For several days I’ve been attempting to come to grips with an article (recommended to me by Friend George) by former British diplomat Alistair Crooke. The article addresses these issues in a comprehensive way:
The problem I’ve had is that the article seems to me to be somewhat diffuse in its organization and lacks—at least from my point of view—historical and philosophical rigor. At least in certain respects. Before I get started unpacking Crooke’s analysis, lets take a look at a few tweets that reflect the crisis we’re seeing around us. The fact of this crisis is, after all, is what sets Crooke off. We’re all talking about inflation, the supply chain chaos, the political chaos in an increasingly divided and even violent America. We’re also seeing similar events unfolding throughout Europe, in ways that are unique to individual countries. But …
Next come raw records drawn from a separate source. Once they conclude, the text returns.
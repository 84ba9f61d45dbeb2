use crate::error::TrackError;
use crate::position::{Degrees, Metres, Position, EARTH_MEAN_RADIUS, PONTIANAK};

pub type PointName = char;

const GRID_RADIUS: i32 = 2;
const GRID_SIZE: i32 = GRID_RADIUS * 2 + 1;
const NUM_OF_POINTS: usize = (GRID_SIZE * GRID_SIZE) as usize;

pub const FIRST_POINT_NAME: PointName = 'A';
pub const LAST_POINT_NAME: PointName = 'Y';

pub const DEFAULT_HORIZONTAL_GRID_UNIT: Metres = 10000.;
pub const DEFAULT_VERTICAL_GRID_UNIT: Metres = 1000.;

lazy_static! {
    // Centred on Pontianak, 10km between neighbouring points.
    pub static ref DEFAULT_MODEL: Model = Model::default();
}

/*  The grid world is a 5x5 grid of points, each named by a single letter:
 *
 *  A B C D E
 *  F G H I J
 *  K L M N O
 *  P Q R S T
 *  U V W X Y
 *
 *  M is the reference point. Moving up/down changes latitude, moving
 *  left/right changes longitude. Each row is also its own elevation band,
 *  rising by one vertical grid unit per row to the north.
 *  The grid gets more distorted the closer the centre is to a pole.
 */
#[derive(Clone, Debug, PartialEq)]
pub struct Model {
    center: Position,
    delta_latitude: Degrees,
    delta_longitude: Degrees,
    delta_elevation: Metres,
    grid: [Position; NUM_OF_POINTS],
}

impl Default for Model {
    fn default() -> Self {
        Model::new(
            PONTIANAK,
            DEFAULT_HORIZONTAL_GRID_UNIT,
            DEFAULT_HORIZONTAL_GRID_UNIT,
            DEFAULT_VERTICAL_GRID_UNIT,
        )
    }
}

impl Model {
    pub fn new(
        center: Position,
        north_south_grid_unit: Metres,
        east_west_grid_unit: Metres,
        vertical_grid_unit: Metres,
    ) -> Self {
        let delta_latitude = latitude_delta(north_south_grid_unit);
        let delta_longitude = longitude_delta(center.latitude, east_west_grid_unit);
        let grid = std::array::from_fn(|index| {
            let (row_offset, column_offset) = offsets_from_center(index);
            Position {
                latitude: center.latitude + row_offset as f64 * delta_latitude,
                longitude: center.longitude + column_offset as f64 * delta_longitude,
                elevation: center.elevation + row_offset as f64 * vertical_grid_unit,
            }
        });
        Model {
            center,
            delta_latitude,
            delta_longitude,
            delta_elevation: vertical_grid_unit,
            grid,
        }
    }

    pub fn position(&self, point_name: PointName) -> Result<Position, TrackError> {
        index_of(point_name)
            .map(|index| self.grid[index])
            .ok_or(TrackError::OutOfRangePointName(point_name))
    }

    pub fn center(&self) -> Position {
        self.center
    }

    pub fn delta_latitude(&self) -> Degrees {
        self.delta_latitude
    }

    pub fn delta_longitude(&self) -> Degrees {
        self.delta_longitude
    }

    pub fn delta_elevation(&self) -> Metres {
        self.delta_elevation
    }

    pub fn points(&self) -> impl Iterator<Item = (PointName, Position)> + '_ {
        (FIRST_POINT_NAME..=LAST_POINT_NAME).zip(self.grid.iter().copied())
    }

    pub fn point_to_string(point_name: PointName) -> String {
        point_name.to_string()
    }

    pub fn is_valid_point_name(point_name: PointName) -> bool {
        index_of(point_name).is_some()
    }
}

fn index_of(point_name: PointName) -> Option<usize> {
    if (FIRST_POINT_NAME..=LAST_POINT_NAME).contains(&point_name) {
        Some(point_name as usize - FIRST_POINT_NAME as usize)
    } else {
        None
    }
}

// (north, east) offsets in grid units, so `A` is (2, -2) and `Y` is (-2, 2).
fn offsets_from_center(index: usize) -> (i32, i32) {
    let index = index as i32;
    let row_offset = GRID_RADIUS - index / GRID_SIZE;
    let column_offset = index % GRID_SIZE - GRID_RADIUS;
    (row_offset, column_offset)
}

fn latitude_delta(north_south_grid_unit: Metres) -> Degrees {
    (north_south_grid_unit / EARTH_MEAN_RADIUS).to_degrees()
}

fn longitude_delta(latitude: Degrees, east_west_grid_unit: Metres) -> Degrees {
    let radius_of_latitude = EARTH_MEAN_RADIUS * latitude.to_radians().cos();
    (east_west_grid_unit / radius_of_latitude).to_degrees()
}
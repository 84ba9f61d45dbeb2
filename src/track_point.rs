use chrono::{DateTime, Utc};

use crate::position::Position;

#[derive(Clone, Debug, PartialEq)]
pub struct TrackPoint {
    pub position: Position,
    pub name: String,
    pub timestamp: DateTime<Utc>,
}

impl TrackPoint {
    pub fn new(position: Position, name: impl Into<String>, timestamp: DateTime<Utc>) -> Self {
        TrackPoint {
            position,
            name: name.into(),
            timestamp,
        }
    }
}
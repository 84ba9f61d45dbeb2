#[macro_use]
extern crate log;
#[macro_use]
extern crate anyhow;
#[macro_use]
extern crate lazy_static;

pub mod config;
pub mod error;
pub mod gridworld;
pub mod logs;
pub mod position;
pub mod track_analysis;
pub mod track_point;

pub use error::TrackError;
pub use position::Position;
pub use track_analysis::{SegmentKind, TrackAnalyzer};
pub use track_point::TrackPoint;
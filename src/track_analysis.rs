use chrono::TimeDelta;
use itertools::Itertools;
use strum_macros::{Display, EnumIter};

use crate::error::TrackError;
use crate::position::Metres;
use crate::track_point::TrackPoint;

#[derive(Copy, Clone, Debug, Display, EnumIter, PartialEq, Eq, Hash)]
#[strum(serialize_all = "lowercase")]
pub enum SegmentKind {
    Resting,
    Travelling,
}

/// Two adjacent points of a track.
#[derive(Clone, Debug, PartialEq)]
pub struct Segment<'a> {
    /// Index of the segment, which is also the index of its first point.
    pub index: usize,
    pub start: &'a TrackPoint,
    pub end: &'a TrackPoint,
    pub distance: Metres,
    /// May be negative if the timestamps are out of order.
    pub elapsed: TimeDelta,
    pub kind: SegmentKind,
}

/// A maximal run of adjacent travelling segments.
#[derive(Clone, Debug, PartialEq, Eq)]
pub struct TravellingPeriod {
    pub first_segment: usize,
    pub num_of_segments: usize,
    pub duration: TimeDelta,
}

impl TravellingPeriod {
    fn open(segment: &Segment) -> Self {
        TravellingPeriod {
            first_segment: segment.index,
            num_of_segments: 1,
            duration: segment.elapsed,
        }
    }

    fn extend(&mut self, segment: &Segment) {
        self.num_of_segments += 1;
        self.duration += segment.elapsed;
    }
}

enum ScanState {
    NotInPeriod,
    InPeriod(TravellingPeriod),
}

#[derive(Clone, Debug)]
pub struct TrackAnalyzer {
    track_points: Vec<TrackPoint>,
    resting_range: Metres,
}

impl TrackAnalyzer {
    /// Segments no longer than `resting_range` (horizontally) are rests.
    pub fn new(track_points: Vec<TrackPoint>, resting_range: Metres) -> Result<Self, TrackError> {
        if resting_range.is_nan() || resting_range < 0. {
            return Err(TrackError::InvalidRestingRange(resting_range));
        }
        Ok(TrackAnalyzer {
            track_points,
            resting_range,
        })
    }

    pub fn track_points(&self) -> &[TrackPoint] {
        &self.track_points
    }

    pub fn resting_range(&self) -> Metres {
        self.resting_range
    }

    pub fn segments(&self) -> impl Iterator<Item = Segment<'_>> + '_ {
        self.track_points
            .iter()
            .tuple_windows()
            .enumerate()
            .map(|(index, (start, end))| {
                let distance = start.position.horizontal_distance(&end.position);
                let kind = if distance <= self.resting_range {
                    SegmentKind::Resting
                } else {
                    SegmentKind::Travelling
                };
                Segment {
                    index,
                    start,
                    end,
                    distance,
                    elapsed: end.timestamp - start.timestamp,
                    kind,
                }
            })
    }

    /// Sum of the time elapsed over every segment, rests included.
    pub fn total_time(&self) -> TimeDelta {
        self.segments()
            .fold(TimeDelta::zero(), |total, segment| total + segment.elapsed)
    }

    /// Negative time while resting is tolerated, but a travelling segment
    /// with negative elapsed time fails the whole scan.
    pub fn travelling_periods(&self) -> Result<Vec<TravellingPeriod>, TrackError> {
        let mut periods = Vec::new();
        let mut state = ScanState::NotInPeriod;

        for segment in self.segments() {
            state = match (state, segment.kind) {
                (ScanState::NotInPeriod, SegmentKind::Resting) => {
                    check_resting_time(&segment);
                    ScanState::NotInPeriod
                }
                (ScanState::InPeriod(period), SegmentKind::Resting) => {
                    check_resting_time(&segment);
                    debug!("travelling period closed: {period:?}");
                    periods.push(period);
                    ScanState::NotInPeriod
                }
                (ScanState::NotInPeriod, SegmentKind::Travelling) => {
                    check_travelling_time(&segment)?;
                    ScanState::InPeriod(TravellingPeriod::open(&segment))
                }
                (ScanState::InPeriod(mut period), SegmentKind::Travelling) => {
                    check_travelling_time(&segment)?;
                    period.extend(&segment);
                    ScanState::InPeriod(period)
                }
            };
        }
        if let ScanState::InPeriod(period) = state {
            debug!("travelling period closed at the end of the track: {period:?}");
            periods.push(period);
        }
        Ok(periods)
    }

    /// Mean duration of the travelling periods, in whole seconds rounded
    /// toward zero.
    pub fn average_travelling_period(&self) -> Result<TimeDelta, TrackError> {
        let periods = self.travelling_periods()?;
        if periods.is_empty() {
            return Err(TrackError::NoTravellingPeriod);
        }
        // Rests may go back in time, so the periods together can span more
        // than the track itself.
        let total = periods
            .iter()
            .try_fold(TimeDelta::zero(), |total, period| {
                total.checked_add(&period.duration)
            })
            .ok_or(TrackError::TravellingTimeOverflow {
                num_of_periods: periods.len(),
            })?;
        let average = TimeDelta::seconds(total.num_seconds() / periods.len() as i64);
        debug!(
            "average travelling period: {}s over {} periods",
            average.num_seconds(),
            periods.len()
        );
        Ok(average)
    }
}

fn log_negative_time(segment: &Segment) -> bool {
    let negative = segment.elapsed < TimeDelta::zero();
    if negative {
        let message = format!(
            "negative {} time {}s at segment {}",
            segment.kind,
            segment.elapsed.num_seconds(),
            segment.index
        );
        match segment.kind {
            SegmentKind::Resting => debug!("{message}"),
            SegmentKind::Travelling => warn!("{message}"),
        }
    }
    negative
}

// Clock artifacts while standing still are tolerated.
fn check_resting_time(segment: &Segment) {
    log_negative_time(segment);
}

fn check_travelling_time(segment: &Segment) -> Result<(), TrackError> {
    if log_negative_time(segment) {
        return Err(TrackError::NegativeTravellingDuration {
            segment_index: segment.index,
            elapsed_seconds: segment.elapsed.num_seconds(),
        });
    }
    Ok(())
}
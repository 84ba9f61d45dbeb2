//! A synthetic 5x5 world of named points, used to build deterministic
//! tracks for testing the analysis.

pub mod model;
pub mod track;

pub use model::{Model, PointName, DEFAULT_MODEL};
pub use track::Track;
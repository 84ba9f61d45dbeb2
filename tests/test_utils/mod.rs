#![allow(dead_code)]

use trackstats_core::gridworld::{Model, Track, DEFAULT_MODEL};
use trackstats_core::position::{Metres, PONTIANAK};
use trackstats_core::{TrackAnalyzer, TrackPoint};

pub fn track_points(encoding: &str) -> Vec<TrackPoint> {
    track_points_with_model(encoding, &DEFAULT_MODEL)
}

pub fn track_points_with_model(encoding: &str, model: &Model) -> Vec<TrackPoint> {
    Track::new(encoding, model).unwrap().to_track_points()
}

pub fn analyze(encoding: &str, resting_range: Metres) -> TrackAnalyzer {
    TrackAnalyzer::new(track_points(encoding), resting_range).unwrap()
}

// Same grid as the default one, but 1km between neighbouring points.
pub fn small_model() -> Model {
    let grid_unit = 1000.;
    Model::new(PONTIANAK, grid_unit, grid_unit, grid_unit)
}

pub fn seconds(duration: chrono::TimeDelta) -> i64 {
    duration.num_seconds()
}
Surely, this portrends upheaval and dislocation headed our way:
Just yesterday Tom Luongo warned Bulgaria might be the first domino to fall, even while Boris Johnson is on life support. However, these political events are being driven by growing economic disorder:
Hmmmm. This next is alarming:
BTW, Sikorski’s wife is Anne Applebaum, the fanatical globalist who is sounding increasingly hysterical. For example:
George Soros apologist Anne Applebaum declares war on 7 nations in name of ‘democracy’
In other words, the world is a mess.
Crooke begins with a stab at a broad brush sketch of political-economic history: He asserts that WW1 saw the end of the mercantalist economic order and that the ensuing neoliberal order began sliding toward dissolution at the very moment of its crowning victory—the end of the Cold War, the dissolution of the USSR. Without getting into economic history—did mercantalism really end after WW1?—Crooke’s main thrust is that the fog of events have blinded us in the West to the fundamental transformation of our order that has been developing since the fall of the Berlin Wall.
From an American perspective, I would certainly argue that the dissolution of our order began in the 1960s with the questioning of anti-Communism and the rise of the New Left. The critique of anti-Communism was part of a wide ranging critique of all Western ‘values’—specifically religious and more broadly cultural—that has accelerated over the succeeding decades. The effects can be seen in most areas of our public life: politics, the hollowing out of our economy and the war on middle class values. The madness of Wokeism is only the latest symptom. At the core we face a crisis of belief in human nature itself, an inability to fight back against those who madly seek a transition to … whatever. Whatever we want, whatever is the next transgressive craze. Transgression as our way of thumbing our noses at any Creator who would limit us, at any nature that would define us against our Will to Power.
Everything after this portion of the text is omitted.